Ed è proprio questo il punto: come spiega un interessante articolo di Wired, che noi citiamo alla lettera per far capire le intenzioni in buona fede, le conseguenze delle proprie scelte possono andare incontro a decisioni dure ma che possano prevenire ulteriori tragedie.

“Quando questo mix tra complottismo ed estremismo si trasferisce dai social al mondo reale il risultato può essere tragico: “È questa la lezione del Pizzagate del 2016, che ha reso evidente come le teorie del complotto diffuse su un forum possono portare un uomo a fare ingresso armato di fucile in un ristorante”, si legge sull’Atlantic. “È la lezione della manifestazione di Charlottesville del 2017, che ha reso evidente come l’odio online sia precursore della violenza offline. È la lezione della sparatoria nella moschea di Christchurch del 2019, eseguita da un terrorista radicalizzato su YouTube”. A questo va aggiunto il ruolo cruciale giocato proprio da QAnon negli avvenimenti delle ultime settimane”.

Andrea Daniele Signorelli, Wired

Ciò non toglie che, sicuramente, un errore da parte delle piattaforme c’è stato ed è quello di dimenticare per diverso tempo la loro responsabilità su quello che stava accadendo, per poi prendere provvedimenti (legittimi) troppo tardi.

Un’altra domanda che si pongono gli utenti in questi giorni è: può essere una società privata a esercitare il potere di censura, come spesso viene chiamato in queste ore da chi si ritiene contrario alla decisione di Zuckerberg e gli altri colossi del web contro la destra trumpiana?

Ecco che sospendere gli account del presidente può diventare un volano per il futuro, assolutamente negativo, visto che tra fake news e violazione della libertà di espressione sono due concetti diversi da tenere lontani per mere questioni democratiche. 

Un possibilità, quella di oscurare certi contenuti, che sarebbe giusta solo in presenza di fake news accertate (e le strategie di Facebook di cancellare gradualmente le notizie false sulla piattaforma ne sono la dimostrazione) e non in presenza di contenuti apparentemente fuorvianti.

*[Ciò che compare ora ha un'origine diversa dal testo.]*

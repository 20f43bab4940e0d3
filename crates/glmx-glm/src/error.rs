//! Error types for model fitting and validation.

use std::path::PathBuf;
use thiserror::Error;

/// Errors that can occur while loading data or fitting a model.
#[derive(Debug, Error)]
pub enum GlmError {
    /// I/O error reading a data file.
    #[error("I/O error on {path}: {source}")]
    Io {
        /// File being read.
        path: PathBuf,
        /// Underlying error.
        #[source]
        source: std::io::Error,
    },

    /// JSON parsing error.
    #[error("JSON error: {0}")]
    Json(#[from] serde_json::Error),

    /// HTTP request error while downloading a dataset.
    #[error("HTTP request error: {0}")]
    HttpRequest(#[from] reqwest::Error),

    /// Download returned a non-success status.
    #[error("Download of {url} failed: HTTP {status}")]
    DownloadFailed {
        /// Requested URL.
        url: String,
        /// HTTP status code.
        status: u16,
    },

    /// Malformed delimited text.
    #[error("CSV error on line {line}: {message}")]
    Csv {
        /// 1-based line number.
        line: usize,
        /// What was wrong with the line.
        message: String,
    },

    /// Malformed JSON records.
    #[error("Invalid records: {0}")]
    InvalidRecords(String),

    /// No rows left to fit.
    #[error("No observations to fit")]
    EmptyData,

    /// Column lengths or design dimensions disagree.
    #[error("Dimension mismatch: expected {expected}, got {got}")]
    DimensionMismatch {
        /// Expected length.
        expected: usize,
        /// Actual length.
        got: usize,
    },

    /// Fewer observations than parameters.
    #[error("Not enough observations: {rows} rows for {params} parameters")]
    Underdetermined {
        /// Number of observations.
        rows: usize,
        /// Number of parameters.
        params: usize,
    },

    /// The weighted normal equations are not positive definite.
    #[error("Singular design matrix (collinear predictors?)")]
    Singular,

    /// A response value lies outside the family's support.
    #[error("Invalid response for {family} family at row {row}: {value}")]
    InvalidResponse {
        /// Family name.
        family: &'static str,
        /// Offending row.
        row: usize,
        /// Offending value.
        value: f64,
    },

    /// A named column does not exist.
    #[error("Unknown column: {0}")]
    UnknownColumn(String),

    /// Duplicate column name.
    #[error("Duplicate column: {0}")]
    DuplicateColumn(String),

    /// A model parameter is out of range.
    #[error("Invalid parameter: {0}")]
    InvalidParameter(String),

    /// Optimization failed.
    #[error("Optimization failed: {0}")]
    OptimizationFailed(String),
}

impl GlmError {
    pub(crate) fn io(path: impl Into<PathBuf>, source: std::io::Error) -> Self {
        GlmError::Io {
            path: path.into(),
            source,
        }
    }
}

Una sottile linea rosse, come titolerebbe un famoso regista, che va rispettata oltre che disegnata con chiarezza.

In conclusione, ben vengano le decisioni dei colossi del web contro la destra trumpiana che ha messo a rischio la sicurezza nazionale americana e quella dei deputati Usa assaltando il Campidoglio, ma allo stesso tempo è giusto tracciare delle linee da quello che effettivamente è concesso (è vero, i social sono società private con le proprie normative) a quello che non può essere messo in discussione (la libertà di critica). Una sottile linea rossa, appunto, che mette alla prova anche i più facoltosi analisti. Il punto vero è, perciò: qual è la differenza tra fake news e critica libera? Sono i social media a dover giudicare l’origine delle informazioni, o siamo noi cittadini a dover imparare ad usare il mezzo social con consapevolezza e coscienza collettiva? Quesiti che rimangono aperti, ma che ci offrono delle importanti linee guida anche per il futuro.